Add Latin (LA) language support#657

Open
balwierz wants to merge 1 commit into
savoirfairelinux:masterfrom
balwierz:add-latin
Open

Add Latin (LA) language support#657
balwierz wants to merge 1 commit into
savoirfairelinux:masterfrom
balwierz:add-latin

Conversation

@balwierz
Copy link
Copy Markdown

Add Latin (la) language support

Adds a Latin number-to-words converter, registers it in the dispatcher, and ships ~150 sub-test assertions covering it.

What lands

num2words(38_630_666, lang='la')
'trīgintā octō miliones sescenta trīgintā mīlia sescentī sexāgintā sex'

  • Cardinals fully declined across all three genders × six cases for the forms that decline in Latin: 1, 2, 3 and the hundreds 200..900. Everything else (4..19, the tens, 100, 1000) is invariant in Latin and stays invariant here.
  • Output is in Classical-Latin orthography with macrons by default (ūnus, trēs, mīlle, vīgintī, …) so that case-syncretic forms are visually distinguishable: e.g. ūnā (abl.sg.fem.) vs ūna (nom.sg.fem.) — without macrons these are indistinguishable. Pass macrons=False for plain ASCII.
  • Long-scale Neo-Latin units up to 10¹⁵: mīlle (10³), milio / miliones (10⁶), miliardus / miliardi (10⁹), billio / billiones (10¹²), billiardus / billiardi (10¹⁵). MAXVAL = 10**18. The Neo-Latin terms are left without macrons — those coinages have no settled long-vowel tradition, and marking them would be hypercorrection.
  • Optional gender= ("m" / "f" / "n") and case= ("nom" / "gen" / "dat" / "acc" / "abl" / "voc") kwargs control agreement when the caller knows what they're modifying.
  • Ordinals partially supported: 1..20, the decadal forms (20, 30, …, 90), 100..900, and 1000. Compound ordinals (21st, 33rd, …) fall back to the cardinal because Latin grammar allows both ūnus et vīcēsimus and vīcēsimus prīmus and there's no unambiguous rule to pick between them.
  • to_ordinal_num returns Roman numerals (I, IV, MCMXCIX, …) up to 3999; numbers ≥ 4000 fall back to digits (the overline convention isn't representable in plain ASCII).
  • to_year spells the year as a cardinal in masc.nom; negative years are prefixed with ante Chrīstum.

Examples

>>> num2words(50, lang='la')
'quīnquāgintā'
>>> num2words(50, lang='la', macrons=False)
'quinquaginta'
>>> num2words(1, lang='la', gender='f', case='abl')
'ūnā'
>>> num2words(200, lang='la', gender='n', case='abl')
'ducentīs'
>>> num2words(2024, lang='la', to='year')
'duo mīlia vīgintī quattuor'
>>> num2words(-44, lang='la', to='year')
'ante Chrīstum quadrāgintā quattuor'
>>> num2words(38_630_666, lang='la')
'trīgintā octō miliones sescenta trīgintā mīlia sescentī sexāgintā sex'

Side-fix in tests/test_errors.py

Num2WordsErrorsTest.test_NotImplementedError used lang="lalala" as its "unknown language" sentinel. The dispatcher truncates an unknown long code to its first two letters before giving up, so "lalala"[:2] == "la" now matches the new Latin entry and the test stops raising. Replaced the sentinel with "xxxxx" (the 2-letter prefix xx isn't a registered code either) and left a comment explaining the collision so the next person to touch this can pick a non-conflicting sentinel safely.

Verification

Locally, with the project's own test workflow:

Ran 1509 tests in 1.2s   # 1488 pre-existing + 21 new Latin TestCase methods
                          # (~150 sub-test assertions via subTest)
                          # (the 1 collection error is the pre-existing
                          #  delegator-missing test_cli.py; unrelated)

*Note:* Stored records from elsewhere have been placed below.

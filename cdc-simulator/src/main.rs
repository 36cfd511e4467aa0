//! Publishes simulated battery readings to the telemetry broker.
//!
//! Useful to drive a locally running replicator. Readings are published through the same
//! [`Broker`] abstraction the replicator subscribes with.

use std::time::Duration;

use anyhow::Context;
use cdc::source::broker::{Broker, MemoryBroker, PgBroker, Subscription};
use cdc::types::Record;
use cdc_config::shared::{PgConnectionConfig, TlsConfig};
use cdc_telemetry::tracing::init_tracing;
use chrono::Utc;
use clap::Parser;
use tracing::{debug, info, warn};

use crate::generator::ReadingGenerator;

mod generator;

#[derive(Parser, Debug)]
#[command(author, version, about = "Publishes simulated vehicle battery readings", long_about = None)]
struct Args {
    /// Delay between two published readings, in milliseconds.
    #[arg(long, default_value = "1000")]
    interval_ms: u64,

    /// Number of simulated vehicles.
    #[arg(long, default_value = "10")]
    devices: usize,

    /// Stop after this many readings; runs until Ctrl+C when absent.
    #[arg(long)]
    count: Option<u64>,

    /// Channel the readings are published on.
    #[arg(long, default_value = "vehicle_telemetry")]
    topic: String,

    /// Publish to an in-process broker and decode every reading back, without a database.
    #[arg(long)]
    dry_run: bool,

    /// Postgres host.
    #[arg(long, default_value = "localhost")]
    host: String,

    /// Postgres port.
    #[arg(long, default_value = "5432")]
    port: u16,

    /// Database name.
    #[arg(long, default_value = "postgres")]
    database: String,

    /// Postgres username.
    #[arg(long, default_value = "postgres")]
    username: String,

    /// Postgres password.
    #[arg(long)]
    password: Option<String>,
}

#[tokio::main]
async fn main() -> anyhow::Result<()> {
    let args = Args::parse();

    let _log_flusher = init_tracing(env!("CARGO_BIN_NAME"))?;

    info!(
        topic = %args.topic,
        devices = args.devices,
        interval_ms = args.interval_ms,
        count = args.count,
        dry_run = args.dry_run,
        "starting telemetry simulator"
    );

    if args.dry_run {
        let broker = MemoryBroker::new();
        broker.connect().await?;

        // Decode what is published to verify the wire format end to end.
        let mut subscription = broker.subscribe(&args.topic).await?;
        let checker = tokio::spawn(async move {
            while let Some(message) = subscription.next_message().await {
                match Record::decode(&message.ack()) {
                    Ok(record) => debug!(id = %record.id, "dry run reading decoded"),
                    Err(err) => warn!(error = %err, "dry run reading failed to decode"),
                }
            }
        });

        let result = simulate(&broker, &args).await;
        broker.disconnect().await?;
        checker.await.context("dry run checker panicked")?;

        return result;
    }

    let broker = PgBroker::new(PgConnectionConfig {
        host: args.host.clone(),
        port: args.port,
        name: args.database.clone(),
        username: args.username.clone(),
        password: args.password.clone().map(Into::into),
        tls: TlsConfig::disabled(),
        max_connections: 1,
    });
    broker
        .connect()
        .await
        .with_context(|| format!("connecting to postgres at {}:{}", args.host, args.port))?;

    let result = simulate(&broker, &args).await;
    broker.disconnect().await?;

    result
}

/// Publishes readings until `count` is reached or Ctrl+C is pressed.
async fn simulate<B: Broker>(broker: &B, args: &Args) -> anyhow::Result<()> {
    let mut generator = ReadingGenerator::new(rand::thread_rng(), args.devices);
    let mut interval = tokio::time::interval(Duration::from_millis(args.interval_ms.max(1)));
    let mut published = 0u64;

    loop {
        if args.count.is_some_and(|count| published >= count) {
            break;
        }

        tokio::select! {
            _ = tokio::signal::ctrl_c() => {
                info!("ctrl+c received, stopping simulator");
                break;
            }
            _ = interval.tick() => {}
        }

        let reading = generator.next_reading(Utc::now());
        let payload = reading
            .to_json_bytes()
            .context("encoding simulated reading")?;
        broker.publish(&args.topic, payload).await?;

        published += 1;
        debug!(id = %reading.id, capacity = reading.capacity, "reading published");
    }

    info!(published, "simulator finished");

    Ok(())
}
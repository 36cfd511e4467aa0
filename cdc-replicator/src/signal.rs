#[cfg(unix)]
use tokio::signal::unix::{Signal, SignalKind, signal};

/// Process signals that stop the replicator.
///
/// SIGTERM and SIGQUIT handlers are installed on registration, so those signals are not lost
/// while the pipeline is still starting.
pub struct TerminationSignals {
    #[cfg(unix)]
    sigterm: Signal,
    #[cfg(unix)]
    sigquit: Signal,
}

impl TerminationSignals {
    #[cfg(unix)]
    pub fn register() -> std::io::Result<Self> {
        Ok(Self {
            sigterm: signal(SignalKind::terminate())?,
            sigquit: signal(SignalKind::quit())?,
        })
    }

    #[cfg(not(unix))]
    pub fn register() -> std::io::Result<Self> {
        Ok(Self {})
    }

    /// Waits for the next termination signal and returns its name.
    #[cfg(unix)]
    pub async fn recv(&mut self) -> &'static str {
        tokio::select! {
            _ = tokio::signal::ctrl_c() => "sigint",
            _ = self.sigterm.recv() => "sigterm",
            _ = self.sigquit.recv() => "sigquit",
        }
    }

    #[cfg(not(unix))]
    pub async fn recv(&mut self) -> &'static str {
        let _ = tokio::signal::ctrl_c().await;
        "ctrl-c"
    }
}
use chrono::{DateTime, NaiveDateTime, Utc};
use serde::Serialize;
use serde_json::{Map, Value};
use thiserror::Error;

/// Errors produced while decoding a payload or a change-log row into a [`Record`].
#[derive(Debug, Clone, Error, PartialEq, Eq)]
pub enum DecodeError {
    /// The payload is not valid JSON.
    #[error("payload is not valid JSON: {reason}")]
    Malformed { reason: String },
    /// The payload is valid JSON but not an object.
    #[error("payload is not a JSON object")]
    NotAnObject,
    /// A required field is absent or null.
    #[error("missing required field `{field}`")]
    MissingField { field: &'static str },
    /// A field is present with a value of the wrong shape.
    #[error("field `{field}` is invalid, expected {expected}")]
    InvalidField {
        field: &'static str,
        expected: &'static str,
    },
}

/// One telemetry reading of a vehicle battery.
///
/// `id` identifies the device and is not unique across time. `entry_time` is the logical time
/// of the reading and orders change-log polling.
#[derive(Debug, Clone, PartialEq, Serialize)]
pub struct Record {
    pub id: String,
    pub entry_time: DateTime<Utc>,
    pub voltage: f32,
    pub current: f32,
    pub capacity: f32,
    pub power: i32,
    pub temperature: f32,
    pub soc: i32,
    pub internal_resistance: f32,
}

/// Accepted keys per field, in lookup order.
const ID_KEYS: &[&str] = &["id", "vehicle_id", "vehicleId"];
const ENTRY_TIME_KEYS: &[&str] = &["entry_time", "entryTime"];
const INTERNAL_RESISTANCE_KEYS: &[&str] = &["internal_resistance", "internalResistance"];

impl Record {
    /// Decodes a raw broker payload.
    pub fn decode(payload: &[u8]) -> Result<Record, DecodeError> {
        let value: Value =
            serde_json::from_slice(payload).map_err(|err| DecodeError::Malformed {
                reason: err.to_string(),
            })?;

        Record::from_json(&value)
    }

    /// Decodes an already parsed JSON value, such as a change-log row.
    pub fn from_json(value: &Value) -> Result<Record, DecodeError> {
        match value {
            Value::Object(object) => Record::from_object(object),
            _ => Err(DecodeError::NotAnObject),
        }
    }

    fn from_object(object: &Map<String, Value>) -> Result<Record, DecodeError> {
        let id = match lookup(object, ID_KEYS) {
            None => return Err(DecodeError::MissingField { field: "id" }),
            Some(Value::String(id)) if !id.is_empty() => id.clone(),
            Some(_) => {
                return Err(DecodeError::InvalidField {
                    field: "id",
                    expected: "a non-empty string",
                });
            }
        };

        let entry_time = match lookup(object, ENTRY_TIME_KEYS) {
            None => return Err(DecodeError::MissingField { field: "entry_time" }),
            Some(value) => parse_timestamp(value)?,
        };

        Ok(Record {
            id,
            entry_time,
            voltage: float_field(object, &["voltage"], "voltage")?,
            current: float_field(object, &["current"], "current")?,
            capacity: float_field(object, &["capacity"], "capacity")?,
            power: int_field(object, &["power"], "power")?,
            temperature: float_field(object, &["temperature"], "temperature")?,
            soc: int_field(object, &["soc"], "soc")?,
            internal_resistance: float_field(
                object,
                INTERNAL_RESISTANCE_KEYS,
                "internal_resistance",
            )?,
        })
    }

    /// Encodes the record as the JSON wire format published on the broker.
    pub fn to_json_bytes(&self) -> Result<Vec<u8>, serde_json::Error> {
        serde_json::to_vec(self)
    }
}

/// Finds the first non-null value among `keys`. Null counts as absent.
fn lookup<'a>(object: &'a Map<String, Value>, keys: &[&str]) -> Option<&'a Value> {
    keys.iter()
        .filter_map(|key| object.get(*key))
        .find(|value| !value.is_null())
}

fn parse_timestamp(value: &Value) -> Result<DateTime<Utc>, DecodeError> {
    let invalid = DecodeError::InvalidField {
        field: "entry_time",
        expected: "an RFC 3339 timestamp",
    };

    let Value::String(raw) = value else {
        return Err(invalid);
    };

    if let Ok(timestamp) = DateTime::parse_from_rfc3339(raw) {
        return Ok(timestamp.with_timezone(&Utc));
    }

    // `timestamp without time zone` columns serialize without an offset; they are stored in UTC.
    NaiveDateTime::parse_from_str(raw, "%Y-%m-%dT%H:%M:%S%.f")
        .map(|naive| naive.and_utc())
        .map_err(|_| invalid)
}

fn float_field(
    object: &Map<String, Value>,
    keys: &[&str],
    field: &'static str,
) -> Result<f32, DecodeError> {
    match lookup(object, keys) {
        None => Ok(0.0),
        Some(value) => value
            .as_f64()
            .map(|number| number as f32)
            .ok_or(DecodeError::InvalidField {
                field,
                expected: "a number",
            }),
    }
}

fn int_field(
    object: &Map<String, Value>,
    keys: &[&str],
    field: &'static str,
) -> Result<i32, DecodeError> {
    let invalid = DecodeError::InvalidField {
        field,
        expected: "a 32-bit integer",
    };

    let Some(value) = lookup(object, keys) else {
        return Ok(0);
    };

    if let Some(number) = value.as_i64() {
        return i32::try_from(number).map_err(|_| invalid);
    }

    match value.as_f64() {
        Some(number)
            if number.fract() == 0.0
                && number >= f64::from(i32::MIN)
                && number <= f64::from(i32::MAX) =>
        {
            Ok(number as i32)
        }
        _ => Err(invalid),
    }
}
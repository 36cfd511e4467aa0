use std::sync::Arc;
use std::time::Duration;

use async_trait::async_trait;
use cdc_config::shared::{RetryConfig, SinkConfig};

use crate::error::CdcResult;
use crate::types::Record;

/// A downstream consumer of [`Record`]s.
///
/// Writes are issued concurrently by every worker of the sink's pool, so implementations must
/// be safe for concurrent use. Delivery is at least once; writes should be idempotent.
#[async_trait]
pub trait Sink: Send + Sync {
    /// Returns the kind of the sink, used in logs.
    fn name(&self) -> &'static str;

    /// Opens the connection to the target. Called once during pipeline startup.
    async fn connect(&self) -> CdcResult<()> {
        Ok(())
    }

    /// Writes a single record.
    async fn write(&self, record: &Record) -> CdcResult<()>;

    /// Closes the connection once the sink's queue is drained.
    async fn shutdown(&self) -> CdcResult<()> {
        Ok(())
    }
}

/// Shared handle to a sink of any kind, so heterogeneous sinks can run in one pipeline.
pub type BoxedSink = Arc<dyn Sink>;

/// A sink together with the settings of its queue and worker pool.
#[derive(Clone)]
pub struct SinkSpec {
    pub name: String,
    pub sink: BoxedSink,
    pub queue_capacity: usize,
    pub workers: usize,
    pub retry: RetryConfig,
    pub write_timeout: Option<Duration>,
    pub dead_letter: Option<BoxedSink>,
}

impl SinkSpec {
    /// Creates a spec with the default queue capacity and pool size and without retries.
    pub fn new(name: impl Into<String>, sink: BoxedSink) -> Self {
        Self {
            name: name.into(),
            sink,
            queue_capacity: SinkConfig::DEFAULT_QUEUE_CAPACITY,
            workers: SinkConfig::DEFAULT_WORKERS,
            retry: RetryConfig::default(),
            write_timeout: None,
            dead_letter: None,
        }
    }

    /// Creates a spec from configuration and already built sinks.
    pub fn from_config(
        config: &SinkConfig,
        sink: BoxedSink,
        dead_letter: Option<BoxedSink>,
    ) -> Self {
        Self {
            name: config.name.clone(),
            sink,
            queue_capacity: config.queue_capacity,
            workers: config.workers,
            retry: config.retry.clone(),
            write_timeout: config.write_timeout(),
            dead_letter,
        }
    }

    pub fn with_queue_capacity(mut self, queue_capacity: usize) -> Self {
        self.queue_capacity = queue_capacity;
        self
    }

    pub fn with_workers(mut self, workers: usize) -> Self {
        self.workers = workers;
        self
    }

    pub fn with_retry(mut self, retry: RetryConfig) -> Self {
        self.retry = retry;
        self
    }

    pub fn with_write_timeout(mut self, write_timeout: Duration) -> Self {
        self.write_timeout = Some(write_timeout);
        self
    }

    pub fn with_dead_letter(mut self, dead_letter: BoxedSink) -> Self {
        self.dead_letter = Some(dead_letter);
        self
    }
}

impl std::fmt::Debug for SinkSpec {
    fn fmt(&self, f: &mut std::fmt::Formatter<'_>) -> std::fmt::Result {
        f.debug_struct("SinkSpec")
            .field("name", &self.name)
            .field("kind", &self.sink.name())
            .field("queue_capacity", &self.queue_capacity)
            .field("workers", &self.workers)
            .field("retry", &self.retry)
            .field("write_timeout", &self.write_timeout)
            .field("dead_letter", &self.dead_letter.as_ref().map(|sink| sink.name()))
            .finish()
    }
}
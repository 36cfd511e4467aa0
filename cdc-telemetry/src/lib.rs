//! Logging and metrics setup shared by the pipeline binaries and tests.

pub mod metrics;
pub mod tracing;
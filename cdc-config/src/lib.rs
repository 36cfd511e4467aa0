//! Configuration types and loading for the telemetry CDC pipeline.
//!
//! Configuration is layered from `configuration/base.*`, then `configuration/{environment}.*`,
//! then `APP_`-prefixed environment variables.

mod environment;
mod load;
pub mod shared;

pub use environment::Environment;
pub use load::{Config, LoadConfigError, load_config, load_config_from_path};
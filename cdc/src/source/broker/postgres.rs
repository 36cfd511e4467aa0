use std::sync::OnceLock;
use std::time::Duration;

use cdc_config::shared::{CDC_SOURCE_OPTIONS, PgConnectionConfig};
use sqlx::PgPool;
use sqlx::postgres::PgListener;
use tracing::{info, warn};

use crate::bail;
use crate::error::{CdcResult, ErrorKind};
use crate::postgres::connect_pool;
use crate::source::broker::{Broker, InboundMessage, Subscription};

/// Pause before receiving again after the listener failed to reconnect.
const RECONNECT_DELAY: Duration = Duration::from_secs(1);

/// Broker on top of Postgres `LISTEN`/`NOTIFY`.
///
/// The listener connection re-establishes itself and re-issues `LISTEN` after a connection loss.
/// Notifications sent while it was disconnected are lost, and `NOTIFY` has no acknowledgements.
#[derive(Debug)]
pub struct PgBroker {
    config: PgConnectionConfig,
    pool: OnceLock<PgPool>,
}

impl PgBroker {
    pub fn new(config: PgConnectionConfig) -> Self {
        Self {
            config,
            pool: OnceLock::new(),
        }
    }

    fn pool(&self) -> CdcResult<&PgPool> {
        match self.pool.get() {
            Some(pool) => Ok(pool),
            None => bail!(
                ErrorKind::InvalidState,
                "Postgres broker used before connecting",
                self.config.host.clone()
            ),
        }
    }
}

impl Broker for PgBroker {
    type Subscription = PgSubscription;

    async fn connect(&self) -> CdcResult<()> {
        if self.pool.get().is_some() {
            return Ok(());
        }

        let pool = connect_pool(
            &self.config,
            &CDC_SOURCE_OPTIONS,
            ErrorKind::SourceConnectionFailed,
        )
        .await?;
        let _ = self.pool.set(pool);

        Ok(())
    }

    async fn subscribe(&self, topic: &str) -> CdcResult<Self::Subscription> {
        let mut listener = match PgListener::connect_with(self.pool()?).await {
            Ok(listener) => listener,
            Err(err) => bail!(
                ErrorKind::SourceConnectionFailed,
                "Failed to open postgres listener",
                self.config.host.clone(),
                source: err
            ),
        };

        if let Err(err) = listener.listen(topic).await {
            bail!(
                ErrorKind::SourceConnectionFailed,
                "Failed to listen on postgres channel",
                topic,
                source: err
            );
        }
        info!(topic, "listening on postgres channel");

        Ok(PgSubscription {
            listener,
            topic: topic.to_string(),
        })
    }

    async fn publish(&self, topic: &str, payload: Vec<u8>) -> CdcResult<()> {
        let payload = match String::from_utf8(payload) {
            Ok(payload) => payload,
            Err(err) => bail!(
                ErrorKind::InvalidData,
                "Notification payload is not valid UTF-8",
                topic,
                source: err
            ),
        };

        sqlx::query("select pg_notify($1, $2)")
            .bind(topic)
            .bind(payload)
            .execute(self.pool()?)
            .await?;

        Ok(())
    }

    async fn disconnect(&self) -> CdcResult<()> {
        if let Some(pool) = self.pool.get() {
            pool.close().await;
            info!(host = %self.config.host, "closed postgres broker connections");
        }

        Ok(())
    }
}

pub struct PgSubscription {
    listener: PgListener,
    topic: String,
}

impl Subscription for PgSubscription {
    async fn next_message(&mut self) -> Option<InboundMessage> {
        loop {
            match self.listener.try_recv().await {
                Ok(Some(notification)) => {
                    return Some(InboundMessage::new(
                        notification.payload().as_bytes().to_vec(),
                    ));
                }
                Ok(None) => {
                    warn!(topic = %self.topic, "listener connection lost, reconnecting");
                }
                Err(err) => {
                    warn!(topic = %self.topic, error = %err, "listener failed to reconnect, retrying");
                    tokio::time::sleep(RECONNECT_DELAY).await;
                }
            }
        }
    }

    async fn unsubscribe(mut self) -> CdcResult<()> {
        self.listener.unlisten_all().await?;
        info!(topic = %self.topic, "stopped listening on postgres channel");

        Ok(())
    }
}
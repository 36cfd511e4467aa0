//! Helpers for testing pipelines without external services.
//!
//! - [`notify`] - notifications that fail the test instead of hanging
//! - [`record`] - record and payload builders
//! - [`sink`] - sinks that block, fail or record what they receive
//! - [`source`] - a source driven directly by the test

pub mod notify;
pub mod record;
pub mod sink;
pub mod source;
use std::path::Path;

use cdc_config::shared::ReplicatorConfig;
use cdc_config::{load_config, load_config_from_path};

use crate::error::{ReplicatorError, ReplicatorResult};

/// Loads and validates the replicator configuration.
///
/// An explicit `path` replaces the layered `configuration/` directory lookup; `APP_` environment
/// overrides apply either way.
pub fn load_replicator_config(path: Option<&Path>) -> ReplicatorResult<ReplicatorConfig> {
    let config = match path {
        Some(path) => load_config_from_path::<ReplicatorConfig>(path),
        None => load_config::<ReplicatorConfig>(),
    }
    .map_err(ReplicatorError::config)?;

    config.validate().map_err(ReplicatorError::config)?;

    Ok(config)
}
//! Telemetry CDC replicator service.
//!
//! Loads configuration, initializes logging and metrics, then runs one pipeline from the
//! configured source to the configured sinks until a termination signal arrives.

use std::path::PathBuf;

use cdc_config::shared::ReplicatorConfig;
use cdc_telemetry::metrics::{init_metrics, init_metrics_handle};
use cdc_telemetry::tracing::init_tracing;
use clap::Parser;
use tracing::error;

use crate::config::load_replicator_config;
use crate::core::start_replicator_with_config;
use crate::error::{ReplicatorError, ReplicatorResult};

mod config;
mod core;
mod error;
mod health;
mod signal;

#[derive(Parser, Debug)]
#[command(author, version, about = "Change data capture for vehicle telemetry", long_about = None)]
struct Args {
    /// Configuration file to load instead of the `configuration/` directory.
    #[arg(short, long)]
    config: Option<PathBuf>,
}

fn main() -> ReplicatorResult<()> {
    let args = Args::parse();

    let _log_flusher = init_tracing(env!("CARGO_BIN_NAME")).map_err(ReplicatorError::config)?;

    let replicator_config = load_replicator_config(args.config.as_deref())?;

    tokio::runtime::Builder::new_multi_thread()
        .enable_all()
        .build()?
        .block_on(async_main(replicator_config))?;

    Ok(())
}

async fn async_main(replicator_config: ReplicatorConfig) -> ReplicatorResult<()> {
    // A dedicated exporter port takes precedence over serving metrics on the health server.
    let metrics_handle = match replicator_config.metrics.port {
        Some(port) => {
            init_metrics(env!("CARGO_BIN_NAME"), port).map_err(ReplicatorError::config)?;
            None
        }
        None => Some(init_metrics_handle().map_err(ReplicatorError::config)?),
    };

    if let Err(err) = start_replicator_with_config(replicator_config, metrics_handle).await {
        error!(error = %err, "replicator failed");
        return Err(err);
    }

    Ok(())
}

coverage report --fail-under=75 --omit=.tox/*,tests/*,/usr/*
  TOTAL                97%    # pre-existing was 95%
  num2words/lang_LA.py 93%    # 8 uncovered lines are defensive guards

coverage report --fail-under=100 --include=tests/test_la.py
  TOTAL                100%

flake8 num2words/lang_LA.py tests/test_la.py …  # clean
isort  --check-only --float-to-top …             # clean

The 8 uncovered production lines are all dead-code defensive guards (if n == 0 in helpers that are already filtered, raise ValueError on impossible inputs, an except (ValueError, TypeError) for float-coercion edge cases, a fallthrough return stem in the ordinal-declension helper for a stem shape that doesn't occur in our tables). All sensibly skippable; the public-API surface is fully covered.

CHANGES.rst

Deliberately untouched — following the established pattern of one-line release-entry additions by maintainers when a version is cut.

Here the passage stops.